(Given information begins)

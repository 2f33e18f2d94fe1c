//! Relaxed queries tried, in order, when the strict query finds nothing.

use serde::Serialize;

use crate::domain::questionnaire::VenueQueryRequest;

use super::mapper;
use super::query::{PredicateSet, VenueQuery};

#[derive(Clone, Copy, Debug, PartialEq, Eq, Serialize)]
#[serde(rename_all = "snake_case")]
pub enum Relaxation {
    /// Keep only the style-derived venue types.
    StyleOnly,
    /// Drop every filter.
    Unconditional,
}

impl Relaxation {
    pub fn description(self) -> &'static str {
        match self {
            Self::StyleOnly => "스타일 조건만 적용",
            Self::Unconditional => "지역 조건을 완화",
        }
    }
}

#[derive(Clone, Debug, PartialEq, Eq)]
pub struct FallbackCandidate {
    pub query: VenueQuery,
    pub relaxation: Relaxation,
}

/// Candidates in the order they must be tried. Region, parking and budget are
/// dropped outright; the style filter ignores the season adjustment. A style
/// with no type mapping skips straight to the unconditional query.
pub fn plan(request: &VenueQueryRequest) -> Vec<FallbackCandidate> {
    let mut candidates = Vec::with_capacity(2);

    let style_types = mapper::style_venue_types(request.style());
    if !style_types.is_empty() {
        let mut predicates = PredicateSet::default();
        predicates.push_venue_types(style_types);
        candidates.push(FallbackCandidate {
            query: VenueQuery::render(predicates, false, 1),
            relaxation: Relaxation::StyleOnly,
        });
    }

    candidates.push(FallbackCandidate {
        query: VenueQuery::render(PredicateSet::default(), false, 1),
        relaxation: Relaxation::Unconditional,
    });

    candidates
}

#[cfg(test)]
mod tests {
    use crate::domain::questionnaire::VenueQueryRequest;
    use crate::recommend::query::QueryValue;

    use super::{plan, Relaxation};

    fn request(style: &str) -> VenueQueryRequest {
        VenueQueryRequest {
            guest_count: "대규모".to_string(),
            budget: "저".to_string(),
            region: "제주".to_string(),
            style_preference: style.to_string(),
            season: "여름".to_string(),
            num_recommendations: 5,
        }
    }

    #[test]
    fn style_only_candidate_comes_first() {
        let candidates = plan(&request("유니크"));

        assert_eq!(candidates.len(), 2);
        assert_eq!(candidates[0].relaxation, Relaxation::StyleOnly);
        assert_eq!(candidates[1].relaxation, Relaxation::Unconditional);
    }

    #[test]
    fn style_only_keeps_raw_style_types_and_drops_everything_else() {
        let candidates = plan(&request("유니크"));
        let style_only = &candidates[0].query;

        assert_eq!(
            style_only.sql,
            "SELECT name, venueType, parking, address, phone, imageUrl FROM tb_wedding_hall \
             WHERE venueType IN (:venue_type_0, :venue_type_1, :venue_type_2) LIMIT :limit"
        );
        assert_eq!(
            style_only.params.get("venue_type_2"),
            Some(&QueryValue::Text("OTHER".to_string()))
        );
        assert_eq!(style_only.params.get("limit"), Some(&QueryValue::Int(1)));
        assert!(style_only.params.get("region_pattern").is_none());
        assert!(style_only.params.get("parking_min").is_none());
        assert!(style_only.params.get("excluded_type").is_none());
    }

    #[test]
    fn unconditional_candidate_has_no_where_clause() {
        let candidates = plan(&request("모던"));
        let unconditional = &candidates[1].query;

        assert!(!unconditional.sql.contains("WHERE"));
        assert_eq!(unconditional.limit, 1);
        assert_eq!(unconditional.params.len(), 1);
    }

    #[test]
    fn unmapped_style_skips_style_only_candidate() {
        let candidates = plan(&request(""));

        assert_eq!(candidates.len(), 1);
        assert_eq!(candidates[0].relaxation, Relaxation::Unconditional);
    }

    #[test]
    fn descriptions_are_fixed_text() {
        assert_eq!(Relaxation::StyleOnly.description(), "스타일 조건만 적용");
        assert_eq!(Relaxation::Unconditional.description(), "지역 조건을 완화");
    }
}
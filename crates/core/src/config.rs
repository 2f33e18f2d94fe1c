use std::env;
use std::fs;
use std::path::{Path, PathBuf};

use serde::{Deserialize, Serialize};
use thiserror::Error;

#[derive(Clone, Debug)]
pub struct AppConfig {
    pub database: DatabaseConfig,
    pub server: ServerConfig,
    pub images: ImagesConfig,
    pub cache: CacheConfig,
    pub recommend: RecommendConfig,
    pub logging: LoggingConfig,
}

#[derive(Clone, Debug)]
pub struct DatabaseConfig {
    pub url: String,
    pub max_connections: u32,
    pub timeout_secs: u64,
}

#[derive(Clone, Debug)]
pub struct ServerConfig {
    pub bind_address: String,
    pub port: u16,
    pub graceful_shutdown_secs: u64,
}

#[derive(Clone, Debug)]
pub struct ImagesConfig {
    pub base_path: PathBuf,
}

#[derive(Clone, Debug)]
pub struct CacheConfig {
    pub backend: CacheBackend,
    pub ttl_secs: u64,
}

#[derive(Clone, Debug)]
pub struct RecommendConfig {
    pub default_limit: u32,
}

#[derive(Clone, Debug)]
pub struct LoggingConfig {
    pub level: String,
    pub format: LogFormat,
}

#[derive(Clone, Copy, Debug, PartialEq, Eq, Serialize, Deserialize)]
#[serde(rename_all = "snake_case")]
pub enum CacheBackend {
    Disabled,
    Memory,
}

#[derive(Clone, Copy, Debug, PartialEq, Eq, Serialize, Deserialize)]
#[serde(rename_all = "snake_case")]
pub enum LogFormat {
    Compact,
    Pretty,
    Json,
}

#[derive(Clone, Debug, Default)]
pub struct ConfigOverrides {
    pub database_url: Option<String>,
    pub log_level: Option<String>,
    pub server_port: Option<u16>,
    pub images_base_path: Option<PathBuf>,
    pub cache_backend: Option<CacheBackend>,
}

#[derive(Clone, Debug, Default)]
pub struct LoadOptions {
    pub config_path: Option<PathBuf>,
    pub require_file: bool,
    pub overrides: ConfigOverrides,
}

#[derive(Debug, Error)]
pub enum ConfigError {
    #[error("could not read config file `{path}`: {source}")]
    ReadFile { path: PathBuf, source: std::io::Error },
    #[error("could not parse config file `{path}`: {source}")]
    ParseFile { path: PathBuf, source: toml::de::Error },
    #[error("required config file was not found: `{0}`")]
    MissingConfigFile(PathBuf),
    #[error("environment variable interpolation failed for `{var}`")]
    MissingEnvInterpolation { var: String },
    #[error("unterminated environment interpolation expression")]
    UnterminatedInterpolation,
    #[error("invalid environment override for `{key}`: `{value}`")]
    InvalidEnvOverride { key: String, value: String },
    #[error("configuration validation failed: {0}")]
    Validation(String),
}

impl Default for AppConfig {
    fn default() -> Self {
        Self {
            database: DatabaseConfig {
                url: "sqlite://weddy.db".to_string(),
                max_connections: 5,
                timeout_secs: 30,
            },
            server: ServerConfig {
                bind_address: "127.0.0.1".to_string(),
                port: 8000,
                graceful_shutdown_secs: 15,
            },
            images: ImagesConfig { base_path: PathBuf::from("static/images") },
            cache: CacheConfig { backend: CacheBackend::Disabled, ttl_secs: 300 },
            recommend: RecommendConfig { default_limit: 3 },
            logging: LoggingConfig { level: "info".to_string(), format: LogFormat::Compact },
        }
    }
}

(Given information ends)

◆ Task directions ◆
Where a line above includes "ServerConfig", copy that line.

◆ Answer box ◆
    pub server: ServerConfig,
pub struct ServerConfig {
            server: ServerConfig {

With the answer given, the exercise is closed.